Instructions for the task
In the entries below, tally the lines that contain the string "storage", then state that number alone.
________________________
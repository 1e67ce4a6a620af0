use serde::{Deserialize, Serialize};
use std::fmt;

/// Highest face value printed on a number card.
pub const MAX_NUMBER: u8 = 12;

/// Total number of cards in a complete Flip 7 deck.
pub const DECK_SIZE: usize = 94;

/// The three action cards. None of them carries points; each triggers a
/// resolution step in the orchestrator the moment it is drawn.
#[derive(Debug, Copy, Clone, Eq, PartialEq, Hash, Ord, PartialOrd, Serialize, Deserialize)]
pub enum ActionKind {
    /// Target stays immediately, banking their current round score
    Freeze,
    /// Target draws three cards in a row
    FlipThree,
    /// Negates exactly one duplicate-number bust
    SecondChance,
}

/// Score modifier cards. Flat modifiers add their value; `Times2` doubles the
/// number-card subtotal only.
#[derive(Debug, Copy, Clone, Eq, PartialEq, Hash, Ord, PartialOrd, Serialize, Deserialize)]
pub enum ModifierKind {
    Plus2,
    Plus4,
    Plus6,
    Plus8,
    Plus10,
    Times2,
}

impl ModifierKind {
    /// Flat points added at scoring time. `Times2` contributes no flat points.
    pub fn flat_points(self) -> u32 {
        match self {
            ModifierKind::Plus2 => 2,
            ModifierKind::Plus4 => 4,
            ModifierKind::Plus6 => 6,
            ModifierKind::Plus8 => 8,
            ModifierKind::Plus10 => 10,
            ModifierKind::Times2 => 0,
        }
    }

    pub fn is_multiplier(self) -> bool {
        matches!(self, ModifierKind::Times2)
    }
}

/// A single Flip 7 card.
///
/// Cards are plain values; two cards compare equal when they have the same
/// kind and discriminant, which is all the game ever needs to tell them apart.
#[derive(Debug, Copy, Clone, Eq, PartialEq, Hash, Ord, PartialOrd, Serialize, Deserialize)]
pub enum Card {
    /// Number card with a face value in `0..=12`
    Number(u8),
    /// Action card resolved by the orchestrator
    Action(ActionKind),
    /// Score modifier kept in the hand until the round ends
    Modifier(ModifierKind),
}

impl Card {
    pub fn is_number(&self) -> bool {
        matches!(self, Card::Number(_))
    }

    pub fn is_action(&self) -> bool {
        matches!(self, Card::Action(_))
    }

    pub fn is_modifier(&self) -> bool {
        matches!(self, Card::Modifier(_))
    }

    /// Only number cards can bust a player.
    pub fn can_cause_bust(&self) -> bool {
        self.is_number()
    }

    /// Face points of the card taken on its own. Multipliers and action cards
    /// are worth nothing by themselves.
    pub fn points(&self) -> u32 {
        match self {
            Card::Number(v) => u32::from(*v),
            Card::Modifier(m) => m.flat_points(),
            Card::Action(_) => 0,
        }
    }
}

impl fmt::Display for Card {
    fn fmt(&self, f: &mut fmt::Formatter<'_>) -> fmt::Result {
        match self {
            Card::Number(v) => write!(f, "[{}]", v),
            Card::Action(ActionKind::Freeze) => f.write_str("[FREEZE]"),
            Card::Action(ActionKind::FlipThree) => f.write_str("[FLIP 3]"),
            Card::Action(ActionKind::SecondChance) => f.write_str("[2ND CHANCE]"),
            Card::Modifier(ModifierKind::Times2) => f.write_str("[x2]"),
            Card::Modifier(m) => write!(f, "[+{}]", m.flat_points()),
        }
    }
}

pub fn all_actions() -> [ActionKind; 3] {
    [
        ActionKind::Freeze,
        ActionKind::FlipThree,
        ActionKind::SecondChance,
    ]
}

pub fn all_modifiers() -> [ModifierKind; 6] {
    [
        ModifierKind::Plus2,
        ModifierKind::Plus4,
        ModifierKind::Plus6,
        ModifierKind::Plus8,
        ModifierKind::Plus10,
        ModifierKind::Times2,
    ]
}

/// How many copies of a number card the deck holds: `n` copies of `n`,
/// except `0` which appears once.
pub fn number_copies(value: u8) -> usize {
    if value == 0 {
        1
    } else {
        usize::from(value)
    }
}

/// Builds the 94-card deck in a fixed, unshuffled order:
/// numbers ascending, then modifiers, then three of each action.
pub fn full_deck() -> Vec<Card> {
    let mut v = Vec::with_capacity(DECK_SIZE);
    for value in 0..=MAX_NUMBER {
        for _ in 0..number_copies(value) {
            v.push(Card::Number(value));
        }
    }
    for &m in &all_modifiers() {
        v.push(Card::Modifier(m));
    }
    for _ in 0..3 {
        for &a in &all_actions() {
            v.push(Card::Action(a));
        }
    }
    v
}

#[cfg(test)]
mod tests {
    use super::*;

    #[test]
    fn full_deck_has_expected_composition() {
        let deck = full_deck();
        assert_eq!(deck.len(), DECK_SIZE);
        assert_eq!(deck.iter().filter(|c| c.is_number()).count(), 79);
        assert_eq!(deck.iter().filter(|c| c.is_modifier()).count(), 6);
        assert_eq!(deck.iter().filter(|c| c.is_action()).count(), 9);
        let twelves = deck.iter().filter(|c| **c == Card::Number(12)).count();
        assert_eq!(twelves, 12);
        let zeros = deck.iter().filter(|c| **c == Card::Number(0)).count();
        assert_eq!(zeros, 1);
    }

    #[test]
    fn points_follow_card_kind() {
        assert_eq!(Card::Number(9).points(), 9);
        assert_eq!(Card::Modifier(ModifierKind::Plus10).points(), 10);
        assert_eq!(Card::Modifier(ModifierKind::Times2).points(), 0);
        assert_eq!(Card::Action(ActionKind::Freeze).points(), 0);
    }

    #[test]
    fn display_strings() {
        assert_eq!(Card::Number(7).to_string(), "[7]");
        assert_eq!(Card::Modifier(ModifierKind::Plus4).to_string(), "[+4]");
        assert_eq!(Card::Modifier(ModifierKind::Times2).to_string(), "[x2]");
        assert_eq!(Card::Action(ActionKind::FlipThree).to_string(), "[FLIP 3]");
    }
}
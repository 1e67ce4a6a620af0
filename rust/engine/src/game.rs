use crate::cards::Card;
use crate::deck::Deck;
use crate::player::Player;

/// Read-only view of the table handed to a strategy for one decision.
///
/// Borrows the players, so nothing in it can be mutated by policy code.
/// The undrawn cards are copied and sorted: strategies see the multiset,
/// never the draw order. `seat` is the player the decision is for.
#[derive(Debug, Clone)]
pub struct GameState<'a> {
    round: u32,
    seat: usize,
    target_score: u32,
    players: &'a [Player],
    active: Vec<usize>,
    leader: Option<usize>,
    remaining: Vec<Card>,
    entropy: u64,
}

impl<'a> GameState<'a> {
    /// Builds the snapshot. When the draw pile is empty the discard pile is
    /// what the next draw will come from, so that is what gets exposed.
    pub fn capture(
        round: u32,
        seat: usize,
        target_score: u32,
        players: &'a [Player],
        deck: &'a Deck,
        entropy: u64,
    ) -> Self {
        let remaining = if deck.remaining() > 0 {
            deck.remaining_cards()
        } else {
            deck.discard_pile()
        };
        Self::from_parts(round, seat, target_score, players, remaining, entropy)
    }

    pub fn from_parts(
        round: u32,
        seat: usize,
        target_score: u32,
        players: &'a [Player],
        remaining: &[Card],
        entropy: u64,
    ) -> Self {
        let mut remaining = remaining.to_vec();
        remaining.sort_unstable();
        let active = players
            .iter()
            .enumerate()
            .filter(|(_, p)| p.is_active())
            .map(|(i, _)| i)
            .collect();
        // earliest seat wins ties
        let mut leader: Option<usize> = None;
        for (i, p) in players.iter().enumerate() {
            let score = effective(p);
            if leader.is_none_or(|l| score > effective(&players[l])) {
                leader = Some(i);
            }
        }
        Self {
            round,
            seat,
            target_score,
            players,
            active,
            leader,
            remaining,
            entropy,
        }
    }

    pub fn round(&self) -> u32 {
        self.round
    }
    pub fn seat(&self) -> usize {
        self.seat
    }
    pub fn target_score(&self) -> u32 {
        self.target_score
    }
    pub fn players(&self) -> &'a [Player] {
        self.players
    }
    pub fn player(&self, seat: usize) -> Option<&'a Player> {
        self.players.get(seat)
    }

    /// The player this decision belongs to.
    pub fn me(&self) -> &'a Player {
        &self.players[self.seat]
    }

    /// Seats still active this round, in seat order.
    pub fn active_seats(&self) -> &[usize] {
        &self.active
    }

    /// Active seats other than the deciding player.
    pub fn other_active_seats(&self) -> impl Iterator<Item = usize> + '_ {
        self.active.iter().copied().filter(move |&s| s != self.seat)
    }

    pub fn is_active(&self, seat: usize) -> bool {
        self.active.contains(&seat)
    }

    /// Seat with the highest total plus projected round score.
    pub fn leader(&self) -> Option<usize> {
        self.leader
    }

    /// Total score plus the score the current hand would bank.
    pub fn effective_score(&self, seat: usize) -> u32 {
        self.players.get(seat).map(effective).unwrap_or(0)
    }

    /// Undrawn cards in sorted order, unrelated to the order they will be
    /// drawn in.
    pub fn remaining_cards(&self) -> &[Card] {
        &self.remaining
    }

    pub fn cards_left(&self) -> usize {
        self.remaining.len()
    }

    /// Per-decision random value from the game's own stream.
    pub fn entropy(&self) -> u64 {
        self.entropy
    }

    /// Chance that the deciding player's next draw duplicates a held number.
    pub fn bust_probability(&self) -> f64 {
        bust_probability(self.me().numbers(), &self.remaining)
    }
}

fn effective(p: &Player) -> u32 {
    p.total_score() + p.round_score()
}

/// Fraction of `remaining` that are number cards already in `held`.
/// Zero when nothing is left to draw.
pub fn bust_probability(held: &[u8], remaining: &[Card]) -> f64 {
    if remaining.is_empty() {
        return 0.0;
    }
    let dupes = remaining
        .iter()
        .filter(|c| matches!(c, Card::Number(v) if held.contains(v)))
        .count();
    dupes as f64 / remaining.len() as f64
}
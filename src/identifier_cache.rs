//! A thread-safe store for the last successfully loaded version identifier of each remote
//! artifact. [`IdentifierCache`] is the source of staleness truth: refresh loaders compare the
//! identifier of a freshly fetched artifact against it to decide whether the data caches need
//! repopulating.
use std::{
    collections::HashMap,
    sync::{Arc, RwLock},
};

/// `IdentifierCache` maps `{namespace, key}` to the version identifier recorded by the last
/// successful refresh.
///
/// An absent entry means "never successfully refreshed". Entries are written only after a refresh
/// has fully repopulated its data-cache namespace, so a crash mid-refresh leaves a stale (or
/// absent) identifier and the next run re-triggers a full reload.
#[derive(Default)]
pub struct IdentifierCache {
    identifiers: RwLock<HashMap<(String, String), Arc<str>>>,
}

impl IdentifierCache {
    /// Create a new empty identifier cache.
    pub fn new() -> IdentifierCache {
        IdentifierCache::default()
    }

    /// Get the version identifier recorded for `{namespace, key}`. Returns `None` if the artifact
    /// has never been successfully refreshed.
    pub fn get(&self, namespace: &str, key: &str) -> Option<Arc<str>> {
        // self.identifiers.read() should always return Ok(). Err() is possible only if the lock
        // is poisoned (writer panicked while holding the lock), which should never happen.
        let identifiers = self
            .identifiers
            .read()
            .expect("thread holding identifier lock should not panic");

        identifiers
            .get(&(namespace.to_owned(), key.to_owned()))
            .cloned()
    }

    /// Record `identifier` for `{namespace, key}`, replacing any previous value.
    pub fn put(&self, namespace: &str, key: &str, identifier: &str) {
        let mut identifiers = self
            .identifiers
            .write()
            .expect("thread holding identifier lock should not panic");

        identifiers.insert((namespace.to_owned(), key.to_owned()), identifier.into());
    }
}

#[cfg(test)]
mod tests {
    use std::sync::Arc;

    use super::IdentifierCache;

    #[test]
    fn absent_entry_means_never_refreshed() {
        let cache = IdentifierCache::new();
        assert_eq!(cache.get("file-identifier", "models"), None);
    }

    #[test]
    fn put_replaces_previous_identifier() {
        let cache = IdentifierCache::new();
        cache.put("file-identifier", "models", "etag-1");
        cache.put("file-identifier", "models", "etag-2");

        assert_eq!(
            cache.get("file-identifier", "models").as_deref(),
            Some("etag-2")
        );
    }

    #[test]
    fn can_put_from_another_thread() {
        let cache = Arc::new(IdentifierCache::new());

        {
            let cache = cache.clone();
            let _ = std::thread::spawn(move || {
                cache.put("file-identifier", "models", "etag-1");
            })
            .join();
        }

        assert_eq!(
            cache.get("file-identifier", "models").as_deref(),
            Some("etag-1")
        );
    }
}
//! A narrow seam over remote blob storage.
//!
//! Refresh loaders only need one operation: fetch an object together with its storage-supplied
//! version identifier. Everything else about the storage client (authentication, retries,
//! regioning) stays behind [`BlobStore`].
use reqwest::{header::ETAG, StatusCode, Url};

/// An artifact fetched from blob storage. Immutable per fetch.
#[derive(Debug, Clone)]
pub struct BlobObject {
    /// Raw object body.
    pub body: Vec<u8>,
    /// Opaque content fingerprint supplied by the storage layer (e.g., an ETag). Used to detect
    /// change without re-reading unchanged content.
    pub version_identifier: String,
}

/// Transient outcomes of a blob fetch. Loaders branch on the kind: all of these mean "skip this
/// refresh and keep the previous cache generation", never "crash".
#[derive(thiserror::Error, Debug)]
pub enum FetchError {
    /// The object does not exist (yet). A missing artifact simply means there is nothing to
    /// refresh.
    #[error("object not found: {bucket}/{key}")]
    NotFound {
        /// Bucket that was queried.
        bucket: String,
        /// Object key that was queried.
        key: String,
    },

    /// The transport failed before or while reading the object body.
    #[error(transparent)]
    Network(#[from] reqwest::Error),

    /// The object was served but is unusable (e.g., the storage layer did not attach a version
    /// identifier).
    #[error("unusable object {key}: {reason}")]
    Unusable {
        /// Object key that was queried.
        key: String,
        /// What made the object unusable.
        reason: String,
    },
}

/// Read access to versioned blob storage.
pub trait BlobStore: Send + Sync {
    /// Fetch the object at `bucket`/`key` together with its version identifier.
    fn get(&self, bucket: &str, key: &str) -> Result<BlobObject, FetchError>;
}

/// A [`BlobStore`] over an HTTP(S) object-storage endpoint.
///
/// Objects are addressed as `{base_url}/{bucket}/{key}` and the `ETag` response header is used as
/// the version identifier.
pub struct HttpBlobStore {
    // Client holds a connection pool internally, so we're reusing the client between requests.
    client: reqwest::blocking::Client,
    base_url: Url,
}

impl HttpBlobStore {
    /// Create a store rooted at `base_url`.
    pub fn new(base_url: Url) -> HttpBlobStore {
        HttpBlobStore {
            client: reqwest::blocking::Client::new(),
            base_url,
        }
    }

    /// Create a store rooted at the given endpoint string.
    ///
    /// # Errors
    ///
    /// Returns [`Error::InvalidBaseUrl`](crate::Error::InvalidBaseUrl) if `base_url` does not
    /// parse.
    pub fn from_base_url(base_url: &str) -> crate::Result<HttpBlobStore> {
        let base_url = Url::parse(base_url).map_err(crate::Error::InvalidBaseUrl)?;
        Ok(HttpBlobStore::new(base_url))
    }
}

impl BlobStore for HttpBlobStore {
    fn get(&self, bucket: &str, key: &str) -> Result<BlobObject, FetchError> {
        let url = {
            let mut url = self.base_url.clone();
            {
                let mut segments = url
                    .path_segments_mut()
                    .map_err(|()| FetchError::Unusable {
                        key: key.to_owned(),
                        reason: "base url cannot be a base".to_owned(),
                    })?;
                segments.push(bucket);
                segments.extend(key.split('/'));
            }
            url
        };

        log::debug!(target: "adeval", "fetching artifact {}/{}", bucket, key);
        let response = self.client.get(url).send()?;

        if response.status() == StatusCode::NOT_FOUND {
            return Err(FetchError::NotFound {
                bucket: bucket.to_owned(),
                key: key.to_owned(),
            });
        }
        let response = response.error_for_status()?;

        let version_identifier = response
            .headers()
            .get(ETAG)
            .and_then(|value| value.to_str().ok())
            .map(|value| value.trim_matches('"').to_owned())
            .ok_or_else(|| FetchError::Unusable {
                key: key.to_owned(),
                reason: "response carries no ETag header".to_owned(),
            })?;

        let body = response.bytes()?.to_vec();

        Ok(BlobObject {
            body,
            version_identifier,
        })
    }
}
________________________
Completed task
8